[Dataset entries]
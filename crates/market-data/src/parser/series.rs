use chrono::{DateTime, NaiveDate, NaiveDateTime, Utc};
use log::debug;
use serde_json::{Map, Value};

use super::quote::GLOBAL_QUOTE_KEY;
use super::{check_provider_errors, invalid_field, parse_object, parse_price, parse_volume};
use crate::errors::MarketDataError;
use crate::models::{MarketBar, Symbol};
use crate::validator::BarValidator;

/// Most recent bars kept from a series payload.
pub const MAX_SERIES_BARS: usize = 30;

/// Sampling granularity of a located series.
#[derive(Clone, Copy, Debug, Eq, PartialEq, Hash)]
pub enum SeriesGranularity {
    Daily,
    Minute1,
    Minute5,
    Minute15,
    Minute30,
    Minute60,
}

impl SeriesGranularity {
    pub fn is_intraday(&self) -> bool {
        !matches!(self, Self::Daily)
    }
}

/// Series keys in lookup order: daily first, then ascending minute granularity.
pub const SERIES_CANDIDATES: [(&str, SeriesGranularity); 6] = [
    ("Time Series (Daily)", SeriesGranularity::Daily),
    ("Time Series (1min)", SeriesGranularity::Minute1),
    ("Time Series (5min)", SeriesGranularity::Minute5),
    ("Time Series (15min)", SeriesGranularity::Minute15),
    ("Time Series (30min)", SeriesGranularity::Minute30),
    ("Time Series (60min)", SeriesGranularity::Minute60),
];

const OPEN: &str = "1. open";
const HIGH: &str = "2. high";
const LOW: &str = "3. low";
const CLOSE: &str = "4. close";
const VOLUME: &str = "5. volume";

/// Where the series lives in a payload.
#[derive(Debug, PartialEq)]
pub enum SeriesLocation<'a> {
    Found {
        granularity: SeriesGranularity,
        entries: &'a Map<String, Value>,
    },
    /// No series, but a quote-shaped record is present.
    WrongShape,
    /// Nothing recognizable; carries the sorted top-level keys.
    NotFound(Vec<String>),
}

/// Probe the candidate keys in order and report the first present series.
pub fn locate_series(payload: &Map<String, Value>) -> SeriesLocation<'_> {
    let found = SERIES_CANDIDATES.iter().find_map(|(key, granularity)| {
        payload
            .get(*key)
            .and_then(Value::as_object)
            .map(|entries| (*granularity, entries))
    });

    match found {
        Some((granularity, entries)) => SeriesLocation::Found {
            granularity,
            entries,
        },
        None if payload.contains_key(GLOBAL_QUOTE_KEY) => SeriesLocation::WrongShape,
        None => {
            let mut keys: Vec<String> = payload.keys().cloned().collect();
            keys.sort();
            SeriesLocation::NotFound(keys)
        }
    }
}

/// Parse a series body into at most [`MAX_SERIES_BARS`] bars, most recent first.
///
/// The payload is normalized as a whole: one bad entry fails the call, even
/// when it would have been cut by the cap.
pub fn parse_daily_series(symbol: &Symbol, body: &str) -> Result<Vec<MarketBar>, MarketDataError> {
    let payload = parse_object(body)?;
    check_provider_errors(&payload)?;

    let (granularity, entries) = match locate_series(&payload) {
        SeriesLocation::Found {
            granularity,
            entries,
        } => (granularity, entries),
        SeriesLocation::WrongShape => {
            return Err(MarketDataError::WrongEndpointShape {
                expected: "time series",
                found: GLOBAL_QUOTE_KEY.to_string(),
            })
        }
        SeriesLocation::NotFound(keys) => return Err(MarketDataError::NoTimeSeriesFound { keys }),
    };

    let mut dated = entries
        .iter()
        .map(|(date, entry)| {
            bar_from_entry(symbol, date, entry, granularity).map(|bar| (date.as_str(), bar))
        })
        .collect::<Result<Vec<(&str, MarketBar)>, MarketDataError>>()?;

    // ISO dates are fixed width and zero padded, so string order is time order.
    dated.sort_by(|a, b| b.0.cmp(a.0));
    dated.truncate(MAX_SERIES_BARS);

    let bars: Vec<MarketBar> = dated.into_iter().map(|(_, bar)| bar).collect();
    BarValidator::new().validate_all(&bars)?;

    debug!(
        "Parsed {} {:?} bars for {} ({} entries in payload)",
        bars.len(),
        granularity,
        symbol,
        entries.len()
    );

    Ok(bars)
}

fn bar_from_entry(
    symbol: &Symbol,
    date: &str,
    entry: &Value,
    granularity: SeriesGranularity,
) -> Result<MarketBar, MarketDataError> {
    let timestamp = parse_timestamp(date, granularity)
        .ok_or_else(|| invalid_field("date", &Value::String(date.to_string())))?;

    let fields = entry.as_object().ok_or_else(|| {
        MarketDataError::MalformedPayload(format!("series entry for {} is not an object", date))
    })?;
    let field = |name: &str| {
        fields.get(name).ok_or_else(|| MarketDataError::InvalidField {
            field: name.to_string(),
            value: "<missing>".to_string(),
        })
    };

    Ok(MarketBar::new(
        symbol.clone(),
        timestamp,
        parse_price(OPEN, field(OPEN)?)?,
        parse_price(HIGH, field(HIGH)?)?,
        parse_price(LOW, field(LOW)?)?,
        parse_price(CLOSE, field(CLOSE)?)?,
        parse_volume(VOLUME, field(VOLUME)?)?,
    ))
}

/// Daily keys are `YYYY-MM-DD` (midnight UTC); intraday keys carry a time.
fn parse_timestamp(key: &str, granularity: SeriesGranularity) -> Option<DateTime<Utc>> {
    if granularity.is_intraday() {
        if let Ok(dt) = NaiveDateTime::parse_from_str(key, "%Y-%m-%d %H:%M:%S") {
            return Some(dt.and_utc());
        }
    }
    NaiveDate::parse_from_str(key, "%Y-%m-%d")
        .ok()
        .and_then(|d| d.and_hms_opt(0, 0, 0))
        .map(|dt| dt.and_utc())
}
//! Market data module - acquisition service, response models, and storage traits.
//!
//! ```text
//! MarketDataService → RateLimiter → MarketDataSource → parser
//!        ↓                                                ↓
//!    BarStore (DB)  ←──────────── bars ───────────────────┘
//! ```

mod market_data_constants;
mod market_data_model;
mod market_data_service;
mod market_data_traits;
mod symbol_history;

#[cfg(test)]
mod market_data_service_tests;

// Re-export the public interface
pub use market_data_constants::*;
pub use market_data_model::{
    BarsResponse, ChartBounds, FetchOutcome, QuoteResponse, RateLimitStatus,
};
pub use market_data_service::{FallbackPolicy, MarketDataService};
pub use market_data_traits::{BarStore, MarketDataServiceTrait};
pub use symbol_history::SymbolHistory;
//! Payload interpretation for Alpha Vantage responses.
//!
//! - `series` - daily/intraday time series into bars (most recent first, capped)
//! - `quote` - `GLOBAL_QUOTE` record into a single bar
//!
//! Both start with the same gates: the body must be a JSON object, and the
//! provider's own throttle/error markers are checked before anything else.

mod quote;
mod series;

pub use quote::{parse_global_quote, parse_quote_payload};
pub use series::parse_daily_series;

use log::warn;
use serde_json::{Map, Value};

use crate::errors::MarketDataError;

const NOTE_KEY: &str = "Note";
const ERROR_MESSAGE_KEY: &str = "Error Message";
const INFORMATION_KEY: &str = "Information";

/// Parse `body` into a top-level JSON object.
fn parse_object(body: &str) -> Result<Map<String, Value>, MarketDataError> {
    match serde_json::from_str::<Value>(body) {
        Ok(Value::Object(map)) => Ok(map),
        Ok(other) => Err(MarketDataError::MalformedPayload(format!(
            "expected a JSON object, got {}",
            json_type(&other)
        ))),
        Err(e) => Err(MarketDataError::MalformedPayload(e.to_string())),
    }
}

fn json_type(value: &Value) -> &'static str {
    match value {
        Value::Null => "null",
        Value::Bool(_) => "a boolean",
        Value::Number(_) => "a number",
        Value::String(_) => "a string",
        Value::Array(_) => "an array",
        Value::Object(_) => "an object",
    }
}

fn text_of(value: &Value) -> String {
    value
        .as_str()
        .map(str::to_string)
        .unwrap_or_else(|| value.to_string())
}

/// Classify provider-level markers.
///
/// "Note" always means the provider is throttling us and wins over everything
/// else in the payload. "Error Message" is a rejection. "Information" is the
/// newer throttle wording when it talks about call frequency; otherwise it is
/// only logged.
fn check_provider_errors(payload: &Map<String, Value>) -> Result<(), MarketDataError> {
    if let Some(note) = payload.get(NOTE_KEY) {
        return Err(MarketDataError::UpstreamThrottled(text_of(note)));
    }

    if let Some(message) = payload.get(ERROR_MESSAGE_KEY) {
        return Err(MarketDataError::UpstreamRejected(text_of(message)));
    }

    if let Some(info) = payload.get(INFORMATION_KEY) {
        let info = text_of(info);
        let lower = info.to_lowercase();
        if lower.contains("rate limit") || lower.contains("call frequency") {
            return Err(MarketDataError::UpstreamThrottled(info));
        }
        warn!("Alpha Vantage info: {}", info);
    }

    Ok(())
}

/// Read a price field. Accepts JSON strings (the provider's format) and numbers.
fn parse_price(field: &str, value: &Value) -> Result<f64, MarketDataError> {
    let parsed = match value {
        Value::String(s) => s.trim().parse::<f64>().ok(),
        Value::Number(n) => n.as_f64(),
        _ => None,
    };
    parsed
        .filter(|v| v.is_finite())
        .ok_or_else(|| invalid_field(field, value))
}

/// Read a share count field.
fn parse_volume(field: &str, value: &Value) -> Result<u64, MarketDataError> {
    let parsed = match value {
        Value::String(s) => s.trim().parse::<u64>().ok(),
        Value::Number(n) => n.as_u64(),
        _ => None,
    };
    parsed.ok_or_else(|| invalid_field(field, value))
}

fn invalid_field(field: &str, value: &Value) -> MarketDataError {
    MarketDataError::InvalidField {
        field: field.to_string(),
        value: text_of(value),
    }
}
mod api;
mod config;
mod error;
mod main_lib;

use api::app_router;
use config::Config;
use main_lib::{build_state, init_tracing};

#[tokio::main]
async fn main() -> anyhow::Result<()> {
    let config = Config::from_env()?;
    init_tracing();
    let state = build_state(&config).await?;

    let router = app_router(state, &config);
    tracing::info!("Listening on {}", config.listen_addr);
    let listener = tokio::net::TcpListener::bind(config.listen_addr).await?;
    axum::serve(listener, router).await?;
    Ok(())
}
use std::{net::SocketAddr, time::Duration};

use anyhow::Context;

/// Server settings read from `ST_*` environment variables (and `.env`).
#[derive(Clone, Debug)]
pub struct Config {
    pub listen_addr: SocketAddr,
    pub db_path: String,
    pub cors_allow: Vec<String>,
    /// Bounds each provider call. The HTTP layer adds a grace period on top.
    pub request_timeout: Duration,
    pub alpha_vantage_api_key: String,
    pub alpha_vantage_base_url: String,
    pub rate_limit_max_calls: usize,
    pub rate_limit_window: Duration,
    pub synthetic_fallback: bool,
}

impl Config {
    pub fn from_env() -> anyhow::Result<Self> {
        dotenvy::dotenv().ok();
        let listen_addr: SocketAddr = env_or("ST_LISTEN_ADDR", "0.0.0.0:8080")
            .parse()
            .context("Invalid ST_LISTEN_ADDR")?;
        let db_path = env_or("ST_DB_PATH", "./db/stocks.db");
        let cors_allow = env_or("ST_CORS_ALLOW_ORIGINS", "*")
            .split(',')
            .map(|s| s.trim().to_string())
            .filter(|s| !s.is_empty())
            .collect();
        let timeout_ms: u64 = env_or("ST_REQUEST_TIMEOUT_MS", "30000")
            .parse()
            .context("Invalid ST_REQUEST_TIMEOUT_MS")?;
        let alpha_vantage_api_key = env_or("ST_ALPHA_VANTAGE_API_KEY", "demo");
        let alpha_vantage_base_url = env_or(
            "ST_ALPHA_VANTAGE_BASE_URL",
            stocktracker_market_data::provider::alpha_vantage::BASE_URL,
        );
        let rate_limit_max_calls: usize = env_or("ST_RATE_LIMIT_MAX_CALLS", "5")
            .parse()
            .context("Invalid ST_RATE_LIMIT_MAX_CALLS")?;
        let window_secs: u64 = env_or("ST_RATE_LIMIT_WINDOW_SECS", "60")
            .parse()
            .context("Invalid ST_RATE_LIMIT_WINDOW_SECS")?;
        let synthetic_fallback = parse_bool(&env_or("ST_SYNTHETIC_FALLBACK", "true"))
            .context("Invalid ST_SYNTHETIC_FALLBACK")?;

        if rate_limit_max_calls == 0 {
            anyhow::bail!("ST_RATE_LIMIT_MAX_CALLS must be at least 1");
        }
        if window_secs == 0 {
            anyhow::bail!("ST_RATE_LIMIT_WINDOW_SECS must be at least 1");
        }

        Ok(Self {
            listen_addr,
            db_path,
            cors_allow,
            request_timeout: Duration::from_millis(timeout_ms),
            alpha_vantage_api_key,
            alpha_vantage_base_url,
            rate_limit_max_calls,
            rate_limit_window: Duration::from_secs(window_secs),
            synthetic_fallback,
        })
    }
}

fn env_or(key: &str, default: &str) -> String {
    std::env::var(key).unwrap_or_else(|_| default.to_string())
}

fn parse_bool(value: &str) -> anyhow::Result<bool> {
    match value.trim().to_ascii_lowercase().as_str() {
        "1" | "true" | "yes" | "on" => Ok(true),
        "0" | "false" | "no" | "off" => Ok(false),
        other => anyhow::bail!("expected a boolean, got '{}'", other),
    }
}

**ACTION ITEM**
Among the records, find every line holding the word "UpstreamThrottled" and copy it.

**EXERCISE RESPONSE**
        return Err(MarketDataError::UpstreamThrottled(text_of(note)));
            return Err(MarketDataError::UpstreamThrottled(info));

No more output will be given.